WORK TO COMPLETE: Output the opening lines of the records exactly. End with the line that contains "and the objective".

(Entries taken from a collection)
-*-*-

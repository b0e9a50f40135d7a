//! Target selection under a total integration-time budget.
//!
//! Choosing which stars to observe is a 0/1 knapsack: one binary decision
//! per star, a single constraint `Σ xᵢ tᵢ <= max_time` and the objective
//! `max Σ xᵢ ckᵢ`.  The [`StarSelector`] solves it exactly with depth-first
//! branch and bound:
//!
//! - Stars that can never help (`t > max_time` or `ck == 0`) are dropped,
//!   stars with zero integration time are always taken.
//! - The rest are ordered by value density `ck / t`; the Dantzig
//!   (fractional) relaxation of the remaining items bounds every node.
//! - Nodes whose bound cannot beat the incumbent are pruned; the search
//!   ends with optimality proven.
//!
//! An optional wall-clock limit is checked every [`CLOCK_CHECK_MASK`] + 1
//! nodes.  Running out of time is reported as an error, never as a
//! (silently suboptimal) selection.

use std::time::{Duration, Instant};

use log::{debug, info};
use serde::{Deserialize, Serialize};

/// Check the clock every 1024 nodes.
const CLOCK_CHECK_MASK: u64 = 0x3FF;

/// Relative slack on the time budget, so that sets summing to `max_time`
/// up to rounding (`0.1 + 0.2` against `0.3`) still fit.
pub const BUDGET_RTOL: f64 = 1e-12;

// ---------------------------------------------------------------------------
// Error type
// ---------------------------------------------------------------------------

/// Errors raised by [`StarSelector::solve`].
#[derive(Debug, thiserror::Error)]
pub enum SelectionError {
    #[error("integration-time and ck arrays differ in length ({0} vs {1})")]
    MismatchedLengths(usize, usize),

    #[error("time budget {0} is not a non-negative number of days")]
    InvalidBudget(f64),

    #[error("star {index}: integration time {value} is not a non-negative number")]
    InvalidTime { index: usize, value: f64 },

    #[error("star {index}: ck {value} is not a non-negative number")]
    InvalidValue { index: usize, value: f64 },

    #[error("no proven-optimal selection within {limit:?} (best objective so far {best_objective}, {nodes_explored} nodes)")]
    TimeLimitReached {
        limit: Duration,
        best_objective: f64,
        nodes_explored: u64,
    },
}

// ---------------------------------------------------------------------------
// Result types
// ---------------------------------------------------------------------------

/// Counters collected during one solve.
#[derive(Clone, Debug, Default, PartialEq, Serialize, Deserialize)]
pub struct SelectionStatistics {
    /// Search-tree nodes visited.
    pub nodes_explored: u64,
    /// Nodes cut because the relaxation could not beat the incumbent.
    pub prunings_bound: u64,
    /// Nodes cut because the star did not fit in the remaining budget.
    pub prunings_infeasible: u64,
    /// Improving incumbents found.
    pub solutions_found: u64,
    /// Wall-clock time spent in the search.
    pub time_total: Duration,
}

/// A proven-optimal selection.
#[derive(Clone, Debug, PartialEq, Serialize, Deserialize)]
pub struct Selection {
    /// Selected star indices, ascending.
    pub indices: Vec<usize>,
    /// `Σ ck` over the selected stars.
    pub objective: f64,
    /// `Σ t` over the selected stars, in days.
    pub total_time: f64,
    pub statistics: SelectionStatistics,
}

// ---------------------------------------------------------------------------
// Solver
// ---------------------------------------------------------------------------

#[derive(Clone, Copy, Debug)]
struct Item {
    index: usize,
    time: f64,
    value: f64,
}

#[derive(Clone, Copy, Debug)]
struct Frame {
    depth: usize,
    include: bool,
    value: f64,
    time: f64,
}

/// Exact branch-and-bound knapsack solver for star selection.
#[derive(Clone, Debug, Default)]
pub struct StarSelector {
    time_limit: Option<Duration>,
}

impl StarSelector {
    pub fn new() -> Self {
        Self::default()
    }

    /// Abort with [`SelectionError::TimeLimitReached`] after `limit`.
    pub fn with_time_limit(mut self, limit: Duration) -> Self {
        self.time_limit = Some(limit);
        self
    }

    /// Select stars maximising `Σ ck` subject to `Σ t <= max_time`.
    pub fn solve(&self, t0: &[f64], max_time: f64, ck: &[f64]) -> Result<Selection, SelectionError> {
        let start = Instant::now();

        if t0.len() != ck.len() {
            return Err(SelectionError::MismatchedLengths(t0.len(), ck.len()));
        }
        if !(max_time >= 0.0) || !max_time.is_finite() {
            return Err(SelectionError::InvalidBudget(max_time));
        }
        if let Some(index) = t0.iter().position(|t| !(t.is_finite() && *t >= 0.0)) {
            return Err(SelectionError::InvalidTime {
                index,
                value: t0[index],
            });
        }
        if let Some(index) = ck.iter().position(|c| !(c.is_finite() && *c >= 0.0)) {
            return Err(SelectionError::InvalidValue {
                index,
                value: ck[index],
            });
        }

        let capacity = max_time * (1.0 + BUDGET_RTOL);
        let mut forced = Vec::new();
        let mut items = Vec::new();
        for (index, (&time, &value)) in t0.iter().zip(ck).enumerate() {
            if value <= 0.0 || time > capacity {
                continue;
            }
            if time == 0.0 {
                forced.push(index);
            } else {
                items.push(Item { index, time, value });
            }
        }
        items.sort_by(|a, b| (b.value / b.time).total_cmp(&(a.value / a.time)));

        debug!(
            "Selecting from {} candidate stars ({} free, {} excluded)",
            items.len(),
            forced.len(),
            t0.len() - items.len() - forced.len()
        );

        let mut search = Search::new(&items, capacity, self.time_limit.map(|l| (start, l)));
        search.run()?;

        let mut indices: Vec<usize> = forced;
        indices.extend(
            items
                .iter()
                .zip(&search.best_set)
                .filter(|(_, taken)| **taken)
                .map(|(item, _)| item.index),
        );
        indices.sort_unstable();

        let objective: f64 = indices.iter().map(|&i| ck[i]).sum();
        let total_time: f64 = indices.iter().map(|&i| t0[i]).sum();
        let mut statistics = search.statistics;
        statistics.time_total = start.elapsed();

        info!(
            "Objective function value: {:.6} ({} stars, {:.3} of {:.3} days, {} nodes)",
            objective,
            indices.len(),
            total_time,
            max_time,
            statistics.nodes_explored
        );

        Ok(Selection {
            indices,
            objective,
            total_time,
            statistics,
        })
    }
}

/// Select stars with the default (unlimited) solver.
pub fn select_obs(t0: &[f64], max_time: f64, ck: &[f64]) -> Result<Selection, SelectionError> {
    StarSelector::new().solve(t0, max_time, ck)
}

/// Mutable state of one depth-first search.
struct Search<'a> {
    items: &'a [Item],
    capacity: f64,
    deadline: Option<(Instant, Duration)>,
    current: Vec<bool>,
    best_set: Vec<bool>,
    best_value: f64,
    statistics: SelectionStatistics,
}

impl<'a> Search<'a> {
    fn new(items: &'a [Item], capacity: f64, deadline: Option<(Instant, Duration)>) -> Self {
        Self {
            items,
            capacity,
            deadline,
            current: vec![false; items.len()],
            best_set: vec![false; items.len()],
            best_value: 0.0,
            statistics: SelectionStatistics::default(),
        }
    }

    /// Dantzig bound: greedily fill the remaining capacity with items from
    /// `from` on, taking a fraction of the first one that does not fit.
    fn upper_bound(&self, from: usize, value: f64, time: f64) -> f64 {
        let mut bound = value;
        let mut room = self.capacity - time;
        for item in &self.items[from..] {
            if item.time <= room {
                room -= item.time;
                bound += item.value;
            } else {
                bound += item.value * room / item.time;
                break;
            }
        }
        bound
    }

    fn check_clock(&self) -> Result<(), SelectionError> {
        if let Some((start, limit)) = self.deadline {
            if self.statistics.nodes_explored & CLOCK_CHECK_MASK == 0 && start.elapsed() >= limit {
                return Err(SelectionError::TimeLimitReached {
                    limit,
                    best_objective: self.best_value,
                    nodes_explored: self.statistics.nodes_explored,
                });
            }
        }
        Ok(())
    }

    fn run(&mut self) -> Result<(), SelectionError> {
        let n = self.items.len();
        if n == 0 {
            return Ok(());
        }

        // The include branch is pushed last so it is explored first.
        let mut stack = vec![
            Frame { depth: 0, include: false, value: 0.0, time: 0.0 },
            Frame { depth: 0, include: true, value: 0.0, time: 0.0 },
        ];

        while let Some(frame) = stack.pop() {
            self.check_clock()?;
            self.statistics.nodes_explored += 1;

            let item = self.items[frame.depth];
            let (value, time) = if frame.include {
                (frame.value + item.value, frame.time + item.time)
            } else {
                (frame.value, frame.time)
            };
            if time > self.capacity {
                self.statistics.prunings_infeasible += 1;
                continue;
            }

            // Ancestors of this frame own current[..depth]; deeper entries
            // are stale and treated as excluded.
            self.current[frame.depth] = frame.include;
            if value > self.best_value {
                self.best_value = value;
                self.best_set[..=frame.depth].copy_from_slice(&self.current[..=frame.depth]);
                self.best_set[frame.depth + 1..].fill(false);
                self.statistics.solutions_found += 1;
            }

            let next = frame.depth + 1;
            if next == n {
                continue;
            }
            if self.upper_bound(next, value, time) <= self.best_value {
                self.statistics.prunings_bound += 1;
                continue;
            }

            stack.push(Frame { depth: next, include: false, value, time });
            stack.push(Frame { depth: next, include: true, value, time });
        }

        Ok(())
    }
}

-*-*-

RESPONSE TO THE EXERCISE:
repository b0e9a50f40135d7a
//! Target selection under a total integration-time budget.
//!
//! Choosing which stars to observe is a 0/1 knapsack: one binary decision
//! per star, a single constraint `Σ xᵢ tᵢ <= max_time` and the objective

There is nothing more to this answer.